Just this: early in the development of MacOS X 10.6, Apple announced that they would use ZFS in the new MacOS X Snow Leopard. The ability to read ZFS volumes had been put into MacOS X Leopard Server. However, ZFS is missing from MacOS X Snow Leopard and Snow Leopard Server entirely. Robin Harris over at ZDNet has an excellent article that explains it all. He then went on to expand on his ZDNet article with more details.

The one detail in particular I wanted to note is the lawsuit between NetApp and Sun over ZFS and related patents. Groklaw has been following the lawsuit, but the last update from Groklaw is October 2008; Sun has more details on their lawsuit page. Way back in 2007 when the patent lawsuit erupted, CompuerWorld had an article suggesting that Apple might be forced into the lawsuit since it had been courting ZFS – or could be sued next if NetApp won. Neither Apple nor NetApp would comment.

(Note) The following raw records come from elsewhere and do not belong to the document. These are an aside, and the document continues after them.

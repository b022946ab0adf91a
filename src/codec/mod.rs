//! Column payload codecs
//!
//! Genotype and file metadata cells are handled by [`VariantColumnCodec`],
//! statistics cells by [`VariantStatsCodec`]. All decoders report failures as
//! [`CodecError`] values so that a row decoder can record them against the
//! offending cell and move on.

mod column;
mod stats;

pub use column::{VariantColumnCodec, MISSING_ALLELE_INDEX, SHORT_FORM_MAX_ALLELE};
pub use stats::{DecodedStats, VariantStatsCodec};

use std::io::Write;

use byteorder::{BigEndian, ReadBytesExt, WriteBytesExt};

use crate::error::CodecError;

/// Writes a u16 length-prefixed UTF-8 string
pub(crate) fn write_short_str(buffer: &mut Vec<u8>, value: &str) -> Option<()> {
    let len = u16::try_from(value.len()).ok()?;
    buffer.write_u16::<BigEndian>(len).ok()?;
    buffer.write_all(value.as_bytes()).ok()
}

/// Writes a u32 length-prefixed UTF-8 string
pub(crate) fn write_long_str(buffer: &mut Vec<u8>, value: &str) -> Option<()> {
    let len = u32::try_from(value.len()).ok()?;
    buffer.write_u32::<BigEndian>(len).ok()?;
    buffer.write_all(value.as_bytes()).ok()
}

/// Reads a u16 length-prefixed UTF-8 string, advancing the cursor
pub(crate) fn read_short_str<F>(cursor: &mut &[u8], err: F) -> Result<String, CodecError>
where
    F: Fn(&str) -> CodecError,
{
    let len = cursor
        .read_u16::<BigEndian>()
        .map_err(|_| err("truncated string length"))?;
    take_str(cursor, usize::from(len), err)
}

/// Reads a u32 length-prefixed UTF-8 string, advancing the cursor
pub(crate) fn read_long_str<F>(cursor: &mut &[u8], err: F) -> Result<String, CodecError>
where
    F: Fn(&str) -> CodecError,
{
    let len = cursor
        .read_u32::<BigEndian>()
        .map_err(|_| err("truncated string length"))?;
    take_str(cursor, len as usize, err)
}

fn take_str<F>(cursor: &mut &[u8], len: usize, err: F) -> Result<String, CodecError>
where
    F: Fn(&str) -> CodecError,
{
    if cursor.len() < len {
        return Err(err("truncated string"));
    }
    let (head, tail) = cursor.split_at(len);
    let value = std::str::from_utf8(head).map_err(|_| err("string is not UTF-8"))?;
    *cursor = tail;
    Ok(value.to_string())
}

/// Fails if any bytes remain after a payload has been fully read
pub(crate) fn expect_exhausted<F>(cursor: &[u8], err: F) -> Result<(), CodecError>
where
    F: Fn(&str) -> CodecError,
{
    if cursor.is_empty() {
        Ok(())
    } else {
        Err(err("trailing bytes after payload"))
    }
}
#[cfg(test)]
mod tests {
    use super::*;
    use crate::{
        config::{DEFAULT_COHORT, StaticResolver},
        error::Error,
        store::Cell,
        variant::{FileMeta, GenotypeCall, StatValue, VariantStats},
    };

    fn study_one() -> StudyConfiguration {
        let mut config = StudyConfiguration::new(1, "one");
        config.register_file(7, "one.vcf", &["S1", "S2", "S3"]).unwrap();
        config
    }

    fn call(text: &str) -> GenotypeCall {
        text.parse().unwrap()
    }

    fn row_of(mutation: RowMutation) -> Row {
        Row::new(mutation.key, mutation.cells)
    }

    fn genotype_cell(study_id: u32, index: u32, value: Vec<u8>) -> Cell {
        Cell::new(
            GenomeHelper::default().column_family(),
            &GenomeHelper::qualifier_for(study_id, index, ColumnKind::Genotype),
            value,
        )
    }

    #[test]
    fn test_single_sample_round_trip() {
        let mut config = StudyConfiguration::new(1, "one");
        config.register_file(1, "s1.vcf", &["S1"]).unwrap();
        assert_eq!(config.sample_index("S1"), Some(0));

        let mut variant = Variant::new("1", 1000, "A", &["T"]).unwrap();
        variant.set_genotype(1, "S1", "0/1".parse().unwrap());

        let converter = VariantRowConverter::default();
        let mutation = converter.encode_row(&variant, &[&config]).unwrap();
        assert_eq!(mutation.len(), 1);

        let resolver = StaticResolver::new().with(config);
        let decoded = converter.decode_row(&row_of(mutation), &resolver).unwrap();
        assert_eq!(decoded.chromosome, "1");
        assert_eq!(decoded.position, 1000);
        assert_eq!(decoded.reference, "A");
        assert_eq!(decoded.alternates, vec!["T".to_string()]);
        assert_eq!(decoded.genotype(1, "S1").unwrap().genotype.to_string(), "0/1");
        assert!(decoded.warnings.is_empty());
        assert_eq!(decoded, variant);
    }

    #[test]
    fn test_stats_only_row() {
        let config = StudyConfiguration::new(2, "two");
        let mut variant = Variant::new("chr2", 500, "G", &["C"]).unwrap();
        variant.set_stats(
            2,
            DEFAULT_COHORT,
            VariantStats::new().with("maf", StatValue::Number(0.25)),
        );

        let converter = VariantRowConverter::default();
        let mutation = converter.encode_row(&variant, &[&config]).unwrap();
        let resolver = StaticResolver::new().with(config);
        let decoded = converter.decode_row(&row_of(mutation), &resolver).unwrap();

        let entry = decoded.study(2).unwrap();
        assert!(entry.genotypes.is_empty());
        assert_eq!(entry.stats.len(), 1);
        assert_eq!(
            decoded.stats(2, DEFAULT_COHORT).unwrap().get("maf"),
            Some(&StatValue::Number(0.25))
        );
    }

    #[test]
    fn test_corrupt_genotype_is_isolated() {
        let config = study_one();
        let mut variant = Variant::new("3", 42, "T", &["A"]).unwrap();
        for sample in ["S1", "S2", "S3"] {
            variant.set_genotype(1, sample, call("0/1"));
        }
        let converter = VariantRowConverter::default();
        let mut mutation = converter.encode_row(&variant, &[&config]).unwrap();
        for cell in &mut mutation.cells {
            if GenomeHelper::parse_qualifier(&cell.qualifier).unwrap().column_index == 1 {
                cell.value = vec![0xFF];
            }
        }

        let resolver = StaticResolver::new().with(config);
        let decoded = converter.decode_row(&row_of(mutation), &resolver).unwrap();
        let entry = decoded.study(1).unwrap();
        assert_eq!(entry.genotypes.len(), 2);
        assert!(entry.genotypes.contains_key("S1"));
        assert!(entry.genotypes.contains_key("S3"));
        assert_eq!(entry.failures.len(), 1);
        assert_eq!(entry.failures[0].column.column_index, 1);
        assert!(matches!(entry.failures[0].reason, CodecError::CorruptGenotype(_)));
    }

    #[test]
    fn test_unknown_study_is_skipped() {
        let config = study_one();
        let mut variant = Variant::new("1", 10, "C", &["G"]).unwrap();
        variant.set_genotype(1, "S1", call("1/1"));
        let converter = VariantRowConverter::default();
        let mut row = row_of(converter.encode_row(&variant, &[&config]).unwrap());
        row.cells.push(genotype_cell(99, 0, vec![0x11]));
        row.cells.push(genotype_cell(99, 1, vec![0x11]));

        let resolver = StaticResolver::new().with(config);
        let decoded = converter.decode_row(&row, &resolver).unwrap();
        assert_eq!(decoded.study(1).unwrap().genotypes.len(), 1);
        assert!(decoded.study(99).is_none());
        assert_eq!(
            decoded.warnings,
            vec![DecodeWarning::UnknownStudy {
                study_id: 99,
                columns: 2
            }]
        );
    }

    #[test]
    fn test_unattributable_columns_become_warnings() {
        let config = study_one();
        let key = Variant::new("X", 77, "A", &["AT"]).unwrap().row_key().unwrap();
        let family = GenomeHelper::default().column_family().to_vec();
        let row = Row::new(
            key,
            vec![
                Cell::new(b"other", b"anything", vec![1]),
                Cell::new(&family, b"short", vec![1]),
                genotype_cell(1, 40, vec![0x11]),
                Cell::new(
                    &family,
                    &GenomeHelper::qualifier_for(1, 5, ColumnKind::Stats),
                    vec![0, 0, 0],
                ),
            ],
        );

        let resolver = StaticResolver::new().with(config);
        let decoded = VariantRowConverter::default().decode_row(&row, &resolver).unwrap();
        assert_eq!(decoded.chromosome, "X");
        assert!(decoded.studies.is_empty());
        assert_eq!(decoded.warnings.len(), 4);
        assert!(matches!(decoded.warnings[0], DecodeWarning::ForeignFamily { .. }));
        assert!(matches!(decoded.warnings[1], DecodeWarning::UnparseableQualifier { .. }));
        assert_eq!(
            decoded.warnings[2],
            DecodeWarning::UnknownSampleIndex {
                study_id: 1,
                column_index: 40
            }
        );
        assert_eq!(
            decoded.warnings[3],
            DecodeWarning::UnknownCohort {
                study_id: 1,
                cohort_id: 5
            }
        );
    }

    #[test]
    fn test_corrupt_row_key_aborts() {
        let row = Row::new(b"zz_garbage".to_vec(), Vec::new());
        let err = VariantRowConverter::default()
            .decode_row(&row, &StaticResolver::new())
            .unwrap_err();
        assert!(matches!(err, Error::KeyError(_)));
    }

    #[test]
    fn test_malformed_stats_and_file_meta_are_recorded() {
        let config = study_one();
        let key = Variant::new("1", 5, "A", &["G"]).unwrap().row_key().unwrap();
        let family = GenomeHelper::default().column_family().to_vec();
        let row = Row::new(
            key,
            vec![
                Cell::new(
                    &family,
                    &GenomeHelper::qualifier_for(1, 7, ColumnKind::FileMeta),
                    vec![9],
                ),
                Cell::new(
                    &family,
                    &GenomeHelper::qualifier_for(1, 0, ColumnKind::Stats),
                    vec![1, 2],
                ),
            ],
        );
        let resolver = StaticResolver::new().with(config);
        let decoded = VariantRowConverter::default().decode_row(&row, &resolver).unwrap();
        let entry = decoded.study(1).unwrap();
        assert!(entry.files.is_empty());
        assert!(entry.stats.is_empty());
        assert_eq!(decoded.failure_count(), 2);
    }

    #[test]
    fn test_full_payload_round_trip() {
        let mut config = study_one();
        config.add_cohort("cases", &["S1", "S2"]).unwrap();

        let mut variant = Variant::new("MT", 16_519, "T", &["C", "TA"]).unwrap();
        variant.set_genotype(1, "S1", call("0|2"));
        variant.set_genotype(
            1,
            "S2",
            call("1/1").with_quality(60).with_depth(31),
        );
        let mut meta = FileMeta {
            quality: Some(512.5),
            filter: Some("PASS".into()),
            ..FileMeta::default()
        };
        meta.info.insert("DP".into(), "88".into());
        variant.set_file_meta(1, 7, meta);
        variant.set_stats(1, "cases", VariantStats::new().with("ac", StatValue::Integer(3)));

        let converter = VariantRowConverter::default();
        let mutation = converter.encode_row(&variant, &[&config]).unwrap();
        assert_eq!(mutation.len(), 4);
        let decoded = converter
            .decode_row(&row_of(mutation), &StaticResolver::new().with(config))
            .unwrap();
        assert_eq!(decoded, variant);
    }

    #[test]
    fn test_encode_requires_registration() {
        let mut config = study_one();
        let converter = VariantRowConverter::default();

        let mut variant = Variant::new("1", 1, "A", &["T"]).unwrap();
        variant.set_genotype(1, "ghost", call("0/1"));
        assert!(matches!(
            converter.encode_row(&variant, &[&config]).unwrap_err(),
            Error::EncodeError(EncodeError::UnregisteredSample { .. })
        ));

        config.deprecate_samples(&["S1"]).unwrap();
        let mut variant = Variant::new("1", 1, "A", &["T"]).unwrap();
        variant.set_genotype(1, "S1", call("0/1"));
        assert!(matches!(
            converter.encode_row(&variant, &[&config]).unwrap_err(),
            Error::EncodeError(EncodeError::DeprecatedSample { .. })
        ));

        let mut variant = Variant::new("1", 1, "A", &["T"]).unwrap();
        variant.set_file_meta(1, 99, FileMeta::default());
        assert!(matches!(
            converter.encode_row(&variant, &[&config]).unwrap_err(),
            Error::EncodeError(EncodeError::UnregisteredFile { file_id: 99, .. })
        ));

        let mut variant = Variant::new("1", 1, "A", &["T"]).unwrap();
        variant.set_stats(1, "controls", VariantStats::new());
        assert!(matches!(
            converter.encode_row(&variant, &[&config]).unwrap_err(),
            Error::EncodeError(EncodeError::UnregisteredCohort { .. })
        ));
    }

    #[test]
    fn test_encode_with_resolver() {
        let converter = VariantRowConverter::default();
        let mut variant = Variant::new("1", 1, "A", &["T"]).unwrap();
        variant.set_genotype(1, "S2", call("0/0"));

        let resolver = StaticResolver::new().with(study_one());
        let mutation = converter.encode_row_with(&variant, &resolver).unwrap();
        assert_eq!(mutation.len(), 1);

        variant.set_genotype(5, "S1", call("0/0"));
        assert!(converter.encode_row_with(&variant, &resolver).unwrap_err().is_not_found());

        // untargeted studies are left out
        let mutation = converter.encode_row(&variant, &[&study_one()]).unwrap();
        assert_eq!(mutation.len(), 1);
    }
}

It would also be worth noting that when IBM was in talks to buy Sun in March 2009, there were articles about how the ZFS lawsuit would affect such talks – especially given that IBM and NetApp had a strong partnership already (IBM remarkets NetApp hardware for instance). AMLawDaily had a nice article about it, as did CNET. It wasn’t much more than a month later – in April 2009 – that Sun announced it was being bought by Oracle.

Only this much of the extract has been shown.